New details, questions emerge on Haditha killings

? A small group of U.S. Marines alleged to have killed up to two dozen Iraqi civilians conducted a house-to-house hunt that stretched over three hours, while other Marines in Haditha did not intervene, according to an Iraqi human rights investigator.

Thaer al-Hadithi, a member and spokesman for the Hammurabi human rights association, a Sunni Muslim group, recounted with the help of a satellite map when and where Iraqi civilians cowered and sometimes died.

The case, which came to public attention two months ago because of a video released by the Hammurabi group, is threatening to further weaken popular support for the Iraq war in the United States and has tarnished the military’s image in Iraq and around the world.

The military, after initially saying the Iraqi deaths were the result of the roadside bomb and a subsequent gunfight with insurgents, has not publicly released updated findings.

But newer accounts, including details from briefings to members of Congress, have indicated at least some of the 24 deaths were the result of deliberate gunfire by a small group of Marines seeking revenge for the bombing, and that their actions were covered up by other Marines in the area who knew or suspected what had occurred.

Iraq also has ordered its own probe of the killings, with Prime Minister Nouri al-Maliki using unusually strong language to condemn them.

Al-Hadithi’s account is mostly in line with other, eyewitness reports. He said he expanded his personal observations at the time with follow-up interviews of other witnesses who saw actions that he could not see from his house. He made repeated visits to the restive town to get information, he said.

A native of the town, al-Hadithi was an administrator in the Haditha’s main hospital before he took leave to work with Hammurabi, which was set up 16 months ago.

Al-Hadithi, 42, said he had been visiting his family in Haditha in western Iraq for a Muslim holiday when he was awakened on the morning of Nov. 19 by an explosion that he later learned to be a roadside bomb that hit a U.S. convoy of four Humvees, killing one Marine.
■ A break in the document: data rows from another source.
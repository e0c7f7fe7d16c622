use argon2::{
    password_hash::{rand_core::OsRng, PasswordHash, PasswordHasher, PasswordVerifier, SaltString},
    Argon2,
};
use axum::{
    async_trait,
    extract::{FromRequestParts, Request, State},
    http::{header, request::Parts, StatusCode},
    middleware::Next,
    response::{IntoResponse, Response},
    Json, Router,
};
use chrono::{Duration, Utc};
use jsonwebtoken::{decode, encode, Algorithm, DecodingKey, EncodingKey, Header, Validation};
use serde::{Deserialize, Serialize};
use serde_json::json;
use std::sync::{Arc, RwLock};
use tracing::{debug, warn};
use uuid::Uuid;

use crate::entities::user;
use crate::errors::ServiceError;

pub const ROLE_ADMIN: &str = "admin";
pub const ROLE_SALES: &str = "sales";

/// JWT claims carried by every access token.
#[derive(Debug, Clone, Serialize, Deserialize)]
pub struct Claims {
    /// Subject, the user id
    pub sub: String,
    pub username: String,
    pub email: String,
    pub role: String,
    /// Token id, used for revocation
    pub jti: String,
    pub iat: i64,
    pub exp: i64,
    pub nbf: i64,
    pub iss: String,
    pub aud: String,
}

/// Authenticated caller, extracted from a validated token and made
/// available to handlers through request extensions.
#[derive(Debug, Clone, Serialize)]
pub struct AuthUser {
    pub user_id: Uuid,
    pub username: String,
    pub email: String,
    pub role: String,
    pub token_id: String,
}

impl AuthUser {
    pub fn has_role(&self, role: &str) -> bool {
        self.role == role
    }

    pub fn is_admin(&self) -> bool {
        self.has_role(ROLE_ADMIN)
    }

    pub fn from_user(user: &user::Model, token_id: String) -> Self {
        Self {
            user_id: user.id,
            username: user.username.clone(),
            email: user.email.clone(),
            role: user.role.clone(),
            token_id,
        }
    }
}

#[async_trait]
impl<S> FromRequestParts<S> for AuthUser
where
    S: Send + Sync,
{
    type Rejection = AuthError;

    async fn from_request_parts(parts: &mut Parts, _state: &S) -> Result<Self, Self::Rejection> {
        parts
            .extensions
            .get::<AuthUser>()
            .cloned()
            .ok_or(AuthError::MissingToken)
    }
}

#[derive(Debug, thiserror::Error)]
pub enum AuthError {
    #[error("Missing authentication token")]
    MissingToken,
    #[error("Invalid authentication token")]
    InvalidToken,
    #[error("Token has expired")]
    TokenExpired,
    #[error("Token has been revoked")]
    TokenRevoked,
    #[error("Insufficient permissions")]
    InsufficientPermissions,
    #[error("Invalid credentials")]
    InvalidCredentials,
    #[error("Account is disabled")]
    AccountDisabled,
    #[error("Password hashing failed: {0}")]
    HashingError(String),
}

impl AuthError {
    fn code(&self) -> &'static str {
        match self {
            AuthError::MissingToken => "MISSING_TOKEN",
            AuthError::InvalidToken => "INVALID_TOKEN",
            AuthError::TokenExpired => "TOKEN_EXPIRED",
            AuthError::TokenRevoked => "TOKEN_REVOKED",
            AuthError::InsufficientPermissions => "INSUFFICIENT_PERMISSIONS",
            AuthError::InvalidCredentials => "INVALID_CREDENTIALS",
            AuthError::AccountDisabled => "ACCOUNT_DISABLED",
            AuthError::HashingError(_) => "HASHING_ERROR",
        }
    }

    fn status(&self) -> StatusCode {
        match self {
            AuthError::InsufficientPermissions => StatusCode::FORBIDDEN,
            AuthError::HashingError(_) => StatusCode::INTERNAL_SERVER_ERROR,
            _ => StatusCode::UNAUTHORIZED,
        }
    }
}

impl IntoResponse for AuthError {
    fn into_response(self) -> Response {
        let body = json!({
            "error": {
                "code": self.code(),
                "message": self.to_string(),
            }
        });
        (self.status(), Json(body)).into_response()
    }
}

impl From<AuthError> for ServiceError {
    fn from(err: AuthError) -> Self {
        match err {
            AuthError::InsufficientPermissions => ServiceError::Forbidden(err.to_string()),
            AuthError::HashingError(msg) => ServiceError::HashError(msg),
            _ => ServiceError::Unauthorized(err.to_string()),
        }
    }
}

/// Hash a plaintext password with argon2id and a fresh random salt.
pub fn hash_password(password: &str) -> Result<String, AuthError> {
    let salt = SaltString::generate(&mut OsRng);
    Argon2::default()
        .hash_password(password.as_bytes(), &salt)
        .map(|hash| hash.to_string())
        .map_err(|e| AuthError::HashingError(e.to_string()))
}

/// Verify a plaintext password against a stored PHC-format hash.
pub fn verify_password(password: &str, stored_hash: &str) -> Result<bool, AuthError> {
    let parsed = PasswordHash::new(stored_hash).map_err(|e| {
        warn!(error = %e, "stored password hash is malformed");
        AuthError::InvalidCredentials
    })?;
    Ok(Argon2::default()
        .verify_password(password.as_bytes(), &parsed)
        .is_ok())
}

#[derive(Debug, Clone)]
pub struct AuthConfig {
    pub jwt_secret: String,
    pub jwt_issuer: String,
    pub jwt_audience: String,
    /// Access token lifetime in seconds
    pub access_token_expiration: i64,
}

impl AuthConfig {
    pub fn from_app_config(config: &crate::config::AppConfig) -> Self {
        Self {
            jwt_secret: config.jwt_secret.clone(),
            jwt_issuer: config.auth_issuer.clone(),
            jwt_audience: config.auth_audience.clone(),
            access_token_expiration: config.jwt_expiration as i64,
        }
    }
}

#[derive(Debug, Clone)]
struct BlacklistedToken {
    jti: String,
    expires_at: i64,
}

/// Issues and validates access tokens, and tracks revoked token ids
/// until they would have expired anyway.
pub struct AuthService {
    config: AuthConfig,
    encoding_key: EncodingKey,
    decoding_key: DecodingKey,
    blacklist: RwLock<Vec<BlacklistedToken>>,
}

impl AuthService {
    pub fn new(config: AuthConfig) -> Self {
        let encoding_key = EncodingKey::from_secret(config.jwt_secret.as_bytes());
        let decoding_key = DecodingKey::from_secret(config.jwt_secret.as_bytes());
        Self {
            config,
            encoding_key,
            decoding_key,
            blacklist: RwLock::new(Vec::new()),
        }
    }

    pub fn token_expiration_seconds(&self) -> i64 {
        self.config.access_token_expiration
    }

    /// Mint an access token for an authenticated user.
    pub fn generate_token(&self, user: &user::Model) -> Result<(String, Claims), AuthError> {
        let now = Utc::now();
        let expires_at = now + Duration::seconds(self.config.access_token_expiration);

        let claims = Claims {
            sub: user.id.to_string(),
            username: user.username.clone(),
            email: user.email.clone(),
            role: user.role.clone(),
            jti: Uuid::new_v4().to_string(),
            iat: now.timestamp(),
            exp: expires_at.timestamp(),
            nbf: now.timestamp(),
            iss: self.config.jwt_issuer.clone(),
            aud: self.config.jwt_audience.clone(),
        };

        let token = encode(&Header::new(Algorithm::HS256), &claims, &self.encoding_key)
            .map_err(|_| AuthError::InvalidToken)?;
        Ok((token, claims))
    }

    /// Validate a token's signature, expiry, issuer and audience, and
    /// reject revoked token ids.
    pub fn validate_token(&self, token: &str) -> Result<Claims, AuthError> {
        let mut validation = Validation::new(Algorithm::HS256);
        validation.set_issuer(&[&self.config.jwt_issuer]);
        validation.set_audience(&[&self.config.jwt_audience]);

        let data = decode::<Claims>(token, &self.decoding_key, &validation).map_err(|e| {
            match e.kind() {
                jsonwebtoken::errors::ErrorKind::ExpiredSignature => AuthError::TokenExpired,
                _ => {
                    debug!(error = %e, "token validation failed");
                    AuthError::InvalidToken
                }
            }
        })?;

        if self.is_revoked(&data.claims.jti) {
            return Err(AuthError::TokenRevoked);
        }
        Ok(data.claims)
    }

    /// Revoke a token id so subsequent requests with the same token fail.
    pub fn revoke_token(&self, jti: &str, expires_at: i64) {
        let mut blacklist = match self.blacklist.write() {
            Ok(guard) => guard,
            Err(poisoned) => poisoned.into_inner(),
        };
        let now = Utc::now().timestamp();
        blacklist.retain(|entry| entry.expires_at > now);
        blacklist.push(BlacklistedToken {
            jti: jti.to_string(),
            expires_at,
        });
    }

    fn is_revoked(&self, jti: &str) -> bool {
        let blacklist = match self.blacklist.read() {
            Ok(guard) => guard,
            Err(poisoned) => poisoned.into_inner(),
        };
        blacklist.iter().any(|entry| entry.jti == jti)
    }
}

fn bearer_token(request: &Request) -> Option<&str> {
    request
        .headers()
        .get(header::AUTHORIZATION)
        .and_then(|value| value.to_str().ok())
        .and_then(|value| value.strip_prefix("Bearer "))
}

/// Requires a valid access token and stores the caller as an
/// `AuthUser` extension for downstream extractors.
pub async fn auth_middleware(mut request: Request, next: Next) -> Result<Response, AuthError> {
    let auth_service = request
        .extensions()
        .get::<Arc<AuthService>>()
        .cloned()
        .ok_or(AuthError::InvalidToken)?;

    let token = bearer_token(&request).ok_or(AuthError::MissingToken)?;
    let claims = auth_service.validate_token(token)?;

    let user_id = Uuid::parse_str(&claims.sub).map_err(|_| AuthError::InvalidToken)?;
    let auth_user = AuthUser {
        user_id,
        username: claims.username,
        email: claims.email,
        role: claims.role,
        token_id: claims.jti,
    };
    request.extensions_mut().insert(auth_user);
    Ok(next.run(request).await)
}

/// Requires that the already-authenticated caller holds the given role.
pub async fn role_middleware(
    State(required_role): State<String>,
    request: Request,
    next: Next,
) -> Result<Response, AuthError> {
    let auth_user = request
        .extensions()
        .get::<AuthUser>()
        .ok_or(AuthError::MissingToken)?;
    if !auth_user.has_role(&required_role) {
        return Err(AuthError::InsufficientPermissions);
    }
    Ok(next.run(request).await)
}

/// Convenience methods for attaching auth layers to routers.
pub trait AuthRouterExt {
    fn with_auth(self) -> Self;
    fn with_role(self, role: &str) -> Self;
}

impl AuthRouterExt for Router<crate::AppState> {
    fn with_auth(self) -> Self {
        self.layer(axum::middleware::from_fn(auth_middleware))
    }

    fn with_role(self, role: &str) -> Self {
        // Role check runs first in layer order after auth populates the extension
        self.layer(axum::middleware::from_fn_with_state(
            role.to_string(),
            role_middleware,
        ))
        .layer(axum::middleware::from_fn(auth_middleware))
    }
}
According to U.S. lawmakers briefed by Pentagon officials, the Marines, enraged by the death of a comrade, stormed nearby homes, killing occupants as well as the driver and four passengers of a taxi.

Hush money paid?

On another front, one investigation of the alleged massacre in Haditha has focused on whether cash payments to the families of victims were part of a cover-up, sources said Wednesday.

The approval by officers of $2,500 payments to the families of 15 victims in the Haditha incident have been the main focus of a cover-up investigation by Army Maj. Gen. Eldon Bargewell, military and congressional sources said.

The Marines initially reported that the 15, including five girls ages 3 to 14, were killed by an insurgent’s roadside bomb, but they were all later found to have died of gunshot wounds.

A Marine headquarters spokesman said payments were made but said they were “not an admission of legal liability or fault.”

“Authority to approve such payments is normally held at the regimental level, but may be delegated to battalion commanders,” the spokesman said.

In the Haditha case, “There’s a gap in the whole narrative, you just don’t give them a bag of money” without officers concluding that the Marines bore some responsibility, said Catholic University Law Prof. Michael Noone, a former Air Force lawyer.

Noone said the cash payments made about a month after the shootings suggested that the command knew of possible wrongdoing well before the Naval Criminal Investigative Service began looking into the case in February.